[[ Provided records open ]]

//! Scripted input: a JSON list of events replayed through the fly controller
//! at a fixed timestep, standing in for a live window.

use openskies_camera::Camera;
use openskies_input::{Action, FlyController, MoveDirection};
use serde::Deserialize;
use std::path::Path;

/// Fly-through used when no script is given.
pub const DEMO_SCRIPT: &str = r#"[
    {"event": "hold", "direction": "forward", "seconds": 0.5},
    {"event": "look", "dx": 150.0, "dy": -40.0},
    {"event": "hold", "direction": "right", "seconds": 1.0},
    {"event": "scroll", "delta": 25.0},
    {"event": "hold", "direction": "up", "seconds": 0.25},
    {"event": "resize", "width": 1280, "height": 720},
    {"event": "look", "dx": -300.0, "dy": 80.0},
    {"event": "wait", "seconds": 0.1},
    {"event": "quit"}
]"#;

/// Longest hold or wait a script may request.
pub const MAX_EVENT_SECONDS: f32 = 3600.0;
/// Most frames a single hold or wait may simulate.
pub const MAX_EVENT_FRAMES: u64 = 1_000_000;

/// One step of a script.
#[derive(Debug, Clone, PartialEq, Deserialize)]
#[serde(tag = "event", rename_all = "snake_case")]
pub enum ScriptEvent {
    /// Hold a movement key for a duration.
    Hold {
        direction: MoveDirection,
        seconds: f32,
    },
    /// Let frames pass with no keys held.
    Wait { seconds: f32 },
    /// Relative mouse motion in pixels.
    Look { dx: f32, dy: f32 },
    /// Scroll wheel delta.
    Scroll { delta: f32 },
    /// Viewport resize in pixels.
    Resize { width: u32, height: u32 },
    /// Tap the cursor-grab key.
    ToggleCursor,
    /// Tap the quit key; replay stops here.
    Quit,
}

/// Errors from loading a script.
#[derive(Debug, thiserror::Error)]
pub enum ScriptError {
    #[error("IO error: {0}")]
    Io(#[from] std::io::Error),
    #[error("JSON error: {0}")]
    Json(#[from] serde_json::Error),
    #[error("event {index}: duration must be finite and non-negative, got {seconds}")]
    InvalidDuration { index: usize, seconds: f32 },
    #[error("event {index}: duration of {seconds}s exceeds the {max}s limit")]
    DurationTooLong { index: usize, seconds: f32, max: f32 },
    #[error("event {index}: {seconds}s at {dt}s per frame exceeds {max} frames")]
    TooManyFrames {
        index: usize,
        seconds: f32,
        dt: f32,
        max: u64,
    },
}

/// Outcome of a replay.
#[derive(Debug, Clone, Copy, PartialEq, Eq)]
pub struct ReplaySummary {
    pub frames: u64,
    pub events: usize,
    pub quit: bool,
}

pub fn parse(json: &str) -> Result<Vec<ScriptEvent>, ScriptError> {
    let events: Vec<ScriptEvent> = serde_json::from_str(json)?;
    validate(&events)?;
    Ok(events)
}

pub fn load(path: impl AsRef<Path>) -> Result<Vec<ScriptEvent>, ScriptError> {
    let data = std::fs::read_to_string(path)?;
    parse(&data)
}

fn validate(events: &[ScriptEvent]) -> Result<(), ScriptError> {
    for (index, event) in events.iter().enumerate() {
        if let ScriptEvent::Hold { seconds, .. } | ScriptEvent::Wait { seconds } = *event {
            if !seconds.is_finite() || seconds < 0.0 {
                return Err(ScriptError::InvalidDuration { index, seconds });
            }
            if seconds > MAX_EVENT_SECONDS {
                return Err(ScriptError::DurationTooLong {
                    index,
                    seconds,
                    max: MAX_EVENT_SECONDS,
                });
            }
        }
    }
    Ok(())
}

/// Frames needed to cover `seconds` at `dt` per frame, bounded by [`MAX_EVENT_FRAMES`].
fn frame_count(index: usize, seconds: f32, dt: f32) -> Result<u64, ScriptError> {
    let frames = (f64::from(seconds) / f64::from(dt)).round();
    // NaN and negative counts fail `contains` as well.
    if !(0.0..=MAX_EVENT_FRAMES as f64).contains(&frames) {
        return Err(ScriptError::TooManyFrames {
            index,
            seconds,
            dt,
            max: MAX_EVENT_FRAMES,
        });
    }
    Ok(frames as u64)
}

/// Frame count of every timed event, checked before anything runs.
fn plan_frames(events: &[ScriptEvent], dt: f32) -> Result<Vec<u64>, ScriptError> {
    validate(events)?;
    events
        .iter()
        .enumerate()
        .map(|(index, event)| match *event {
            ScriptEvent::Hold { seconds, .. } | ScriptEvent::Wait { seconds } => {
                frame_count(index, seconds, dt)
            }
            _ => Ok(0),
        })
        .collect()
}

/// Run `events` against `camera`, one `dt`-second frame at a time.
///
/// The whole script is checked first; on error the camera is left untouched.
pub fn replay(
    events: &[ScriptEvent],
    controller: &mut FlyController,
    camera: &mut Camera,
    dt: f32,
) -> Result<ReplaySummary, ScriptError> {
    let _span = tracing::info_span!("replay", events = events.len()).entered();
    let plan = plan_frames(events, dt)?;
    let mut summary = ReplaySummary {
        frames: 0,
        events: 0,
        quit: false,
    };

    for (event, &frames) in events.iter().zip(&plan) {
        summary.events += 1;
        tracing::debug!(?event, "script event");
        match *event {
            ScriptEvent::Hold { direction, .. } => {
                let key = direction.default_key();
                controller.handle_key(key, true);
                run_frames(controller, camera, frames, dt);
                summary.frames += frames;
                controller.handle_key(key, false);
            }
            ScriptEvent::Wait { .. } => {
                run_frames(controller, camera, frames, dt);
                summary.frames += frames;
            }
            ScriptEvent::Look { dx, dy } => controller.look(camera, dx, dy),
            ScriptEvent::Scroll { delta } => controller.scroll(camera, delta),
            ScriptEvent::Resize { width, height } => controller.resize(camera, width, height),
            ScriptEvent::ToggleCursor => tap(controller, Action::ToggleCursor),
            ScriptEvent::Quit => tap(controller, Action::Quit),
        }
        if controller.quit_requested() {
            summary.quit = true;
            break;
        }
    }

    tracing::info!(
        frames = summary.frames,
        events = summary.events,
        quit = summary.quit,
        "replay finished"
    );
    Ok(summary)
}

fn run_frames(controller: &FlyController, camera: &mut Camera, frames: u64, dt: f32) {
    for _ in 0..frames {
        controller.update(camera, dt);
    }
}

fn tap(controller: &mut FlyController, action: Action) {
    if let Some(key) = action.default_key() {
        controller.handle_key(key, true);
        controller.handle_key(key, false);
    }
}

#[cfg(test)]
mod tests {
    use super::*;
    use glam::Vec3;
    use std::io::Write;

    const DT: f32 = 1.0 / 60.0;

    fn camera() -> Camera {
        Camera::new(Vec3::new(0.0, 0.0, 3.0), 800.0 / 600.0)
    }

    #[test]
    fn demo_script_parses_and_quits() {
        let events = parse(DEMO_SCRIPT).unwrap();
        assert_eq!(events.last(), Some(&ScriptEvent::Quit));

        let mut controller = FlyController::default();
        let mut cam = camera();
        let summary = replay(&events, &mut controller, &mut cam, DT).unwrap();
        assert!(summary.quit);
        assert_eq!(summary.events, events.len());
        assert!((cam.aspect_ratio() - 16.0 / 9.0).abs() < 1e-6);
        assert!((cam.field_of_view() - 65.0).abs() < 1e-3);
    }

    #[test]
    fn hold_forward_for_one_second() {
        let events = parse(r#"[{"event": "hold", "direction": "forward", "seconds": 1.0}]"#)
            .unwrap();
        let mut controller = FlyController::default();
        let mut cam = camera();
        let summary = replay(&events, &mut controller, &mut cam, DT).unwrap();
        assert_eq!(summary.frames, 60);
        assert!(!summary.quit);
        assert!(cam.position.abs_diff_eq(Vec3::ZERO, 1e-3));
        // Key is released afterwards.
        assert!(!controller.is_held(MoveDirection::Forward.default_key()));
    }

    #[test]
    fn quit_stops_replay_early() {
        let events = vec![
            ScriptEvent::Quit,
            ScriptEvent::Hold {
                direction: MoveDirection::Forward,
                seconds: 1.0,
            },
        ];
        let mut controller = FlyController::default();
        let mut cam = camera();
        let summary = replay(&events, &mut controller, &mut cam, DT).unwrap();
        assert!(summary.quit);
        assert_eq!(summary.events, 1);
        assert_eq!(summary.frames, 0);
        assert_eq!(cam.position, Vec3::new(0.0, 0.0, 3.0));
    }

    #[test]
    fn toggle_cursor_flips_grab() {
        let events = parse(r#"[{"event": "toggle_cursor"}]"#).unwrap();
        let mut controller = FlyController::default();
        let mut cam = camera();
        replay(&events, &mut controller, &mut cam, DT).unwrap();
        assert!(!controller.cursor_grabbed());
    }

    #[test]
    fn look_then_hold_follows_new_heading() {
        // 900 px at 0.1°/px turns yaw from -90° to 0°, facing +X.
        let events = parse(
            r#"[
                {"event": "look", "dx": 900.0, "dy": 0.0},
                {"event": "hold", "direction": "forward", "seconds": 1.0}
            ]"#,
        )
        .unwrap();
        let mut controller = FlyController::default();
        let mut cam = camera();
        replay(&events, &mut controller, &mut cam, DT).unwrap();
        assert!(cam.position.abs_diff_eq(Vec3::new(3.0, 0.0, 3.0), 1e-3));
    }

    #[test]
    fn negative_duration_is_rejected() {
        let err = parse(r#"[{"event": "wait", "seconds": 0.1}, {"event": "wait", "seconds": -1.0}]"#)
            .unwrap_err();
        assert!(matches!(err, ScriptError::InvalidDuration { index: 1, .. }));
    }

    #[test]
    fn huge_duration_is_rejected() {
        let err = parse(r#"[{"event": "wait", "seconds": 1e30}]"#).unwrap_err();
        assert!(matches!(err, ScriptError::DurationTooLong { index: 0, .. }));

        let events = parse(r#"[{"event": "hold", "direction": "up", "seconds": 3600.0}]"#)
            .unwrap();
        assert_eq!(events.len(), 1);
    }

    #[test]
    fn frame_budget_is_checked_before_running() {
        // An hour at 60 fps fits; the same hour at 1000 fps does not.
        let events = vec![
            ScriptEvent::Scroll { delta: 10.0 },
            ScriptEvent::Hold {
                direction: MoveDirection::Forward,
                seconds: MAX_EVENT_SECONDS,
            },
        ];
        assert_eq!(frame_count(1, MAX_EVENT_SECONDS, DT).unwrap(), 216_000);

        let mut controller = FlyController::default();
        let mut cam = camera();
        let err = replay(&events, &mut controller, &mut cam, 1.0 / 1000.0).unwrap_err();
        assert!(matches!(err, ScriptError::TooManyFrames { index: 1, .. }));
        // Nothing ran, not even the scroll before the offending event.
        assert!((cam.field_of_view() - 90.0).abs() < 1e-4);
        assert_eq!(cam.position, Vec3::new(0.0, 0.0, 3.0));
    }

    #[test]
    fn replay_rejects_unvalidated_events() {
        let events = vec![ScriptEvent::Wait { seconds: f32::NAN }];
        let mut controller = FlyController::default();
        let mut cam = camera();
        let err = replay(&events, &mut controller, &mut cam, DT).unwrap_err();
        assert!(matches!(err, ScriptError::InvalidDuration { index: 0, .. }));

        let events = vec![ScriptEvent::Wait { seconds: 1.0 }];
        let err = replay(&events, &mut controller, &mut cam, 0.0).unwrap_err();
        assert!(matches!(err, ScriptError::TooManyFrames { .. }));
    }

    #[test]
    fn unknown_event_is_json_error() {
        let err = parse(r#"[{"event": "teleport"}]"#).unwrap_err();
        assert!(matches!(err, ScriptError::Json(_)));
    }

    #[test]
    fn load_from_file() {
        let mut tmp = tempfile::NamedTempFile::new().unwrap();
        write!(tmp, r#"[{{"event": "scroll", "delta": 10.0}}]"#).unwrap();
        let events = load(tmp.path()).unwrap();
        assert_eq!(events, vec![ScriptEvent::Scroll { delta: 10.0 }]);
    }
}
//! Input handling for the free-fly camera.
//!
//! Raw keys are mapped to [`Action`]s; the [`FlyController`] keeps the input
//! state between frames and applies movement, look and zoom to a camera.
//!
//! # Invariants
//! - The controller never owns the camera; it mutates one passed in per call.
//! - Look and movement are ignored while the window is unfocused.
//! - The first cursor sample only establishes a reference position.

pub mod action;
pub mod config;
pub mod controller;

pub use action::{Action, MoveDirection};
pub use config::{ControllerConfig, InputError};
pub use controller::FlyController;

pub fn crate_info() -> &'static str {
    "openskies-input v0.1.0"
}
use anyhow::{Context, Result};
use glam::Vec3;
use openskies_camera::Camera;
use openskies_input::ControllerConfig;
use serde::Deserialize;
use std::path::Path;

/// Startup configuration for `openskies fly`.
#[derive(Debug, Clone, PartialEq, Deserialize)]
#[serde(default)]
pub struct AppConfig {
    /// Initial eye position.
    pub position: Vec3,
    /// Initial viewport size in pixels, `[width, height]`.
    pub viewport: [u32; 2],
    pub controller: ControllerConfig,
}

impl Default for AppConfig {
    fn default() -> Self {
        Self {
            position: Vec3::new(0.0, 0.0, 3.0),
            viewport: [800, 600],
            controller: ControllerConfig::default(),
        }
    }
}

impl AppConfig {
    pub fn load(path: impl AsRef<Path>) -> Result<Self> {
        let path = path.as_ref();
        let file = std::fs::File::open(path)
            .with_context(|| format!("failed to open config {}", path.display()))?;
        let config: Self = serde_json::from_reader(file)
            .with_context(|| format!("failed to parse config {}", path.display()))?;
        config.validate()?;
        Ok(config)
    }

    pub fn validate(&self) -> Result<()> {
        let [width, height] = self.viewport;
        if width == 0 || height == 0 {
            anyhow::bail!("viewport must be non-zero, got {width}x{height}");
        }
        if !self.position.is_finite() {
            anyhow::bail!("camera position must be finite, got {}", self.position);
        }
        self.controller.validate()?;
        Ok(())
    }

    pub fn aspect_ratio(&self) -> f32 {
        let [width, height] = self.viewport;
        width as f32 / height as f32
    }

    /// Build the starting camera.
    pub fn camera(&self) -> Camera {
        Camera::new(self.position, self.aspect_ratio())
    }
}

[[ Provided records closed ]]

- [Instructions for the task] Scan the listing above for the line that has "if let ScriptEvent::Hold", then copy exactly from that line through the line that has "NaN and negative".

- [Finished exercise]
        if let ScriptEvent::Hold { seconds, .. } | ScriptEvent::Wait { seconds } = *event {
            if !seconds.is_finite() || seconds < 0.0 {
                return Err(ScriptError::InvalidDuration { index, seconds });
            }
            if seconds > MAX_EVENT_SECONDS {
                return Err(ScriptError::DurationTooLong {
                    index,
                    seconds,
                    max: MAX_EVENT_SECONDS,
                });
            }
        }
    }
    Ok(())
}

/// Frames needed to cover `seconds` at `dt` per frame, bounded by [`MAX_EVENT_FRAMES`].
fn frame_count(index: usize, seconds: f32, dt: f32) -> Result<u64, ScriptError> {
    let frames = (f64::from(seconds) / f64::from(dt)).round();
    // NaN and negative counts fail `contains` as well.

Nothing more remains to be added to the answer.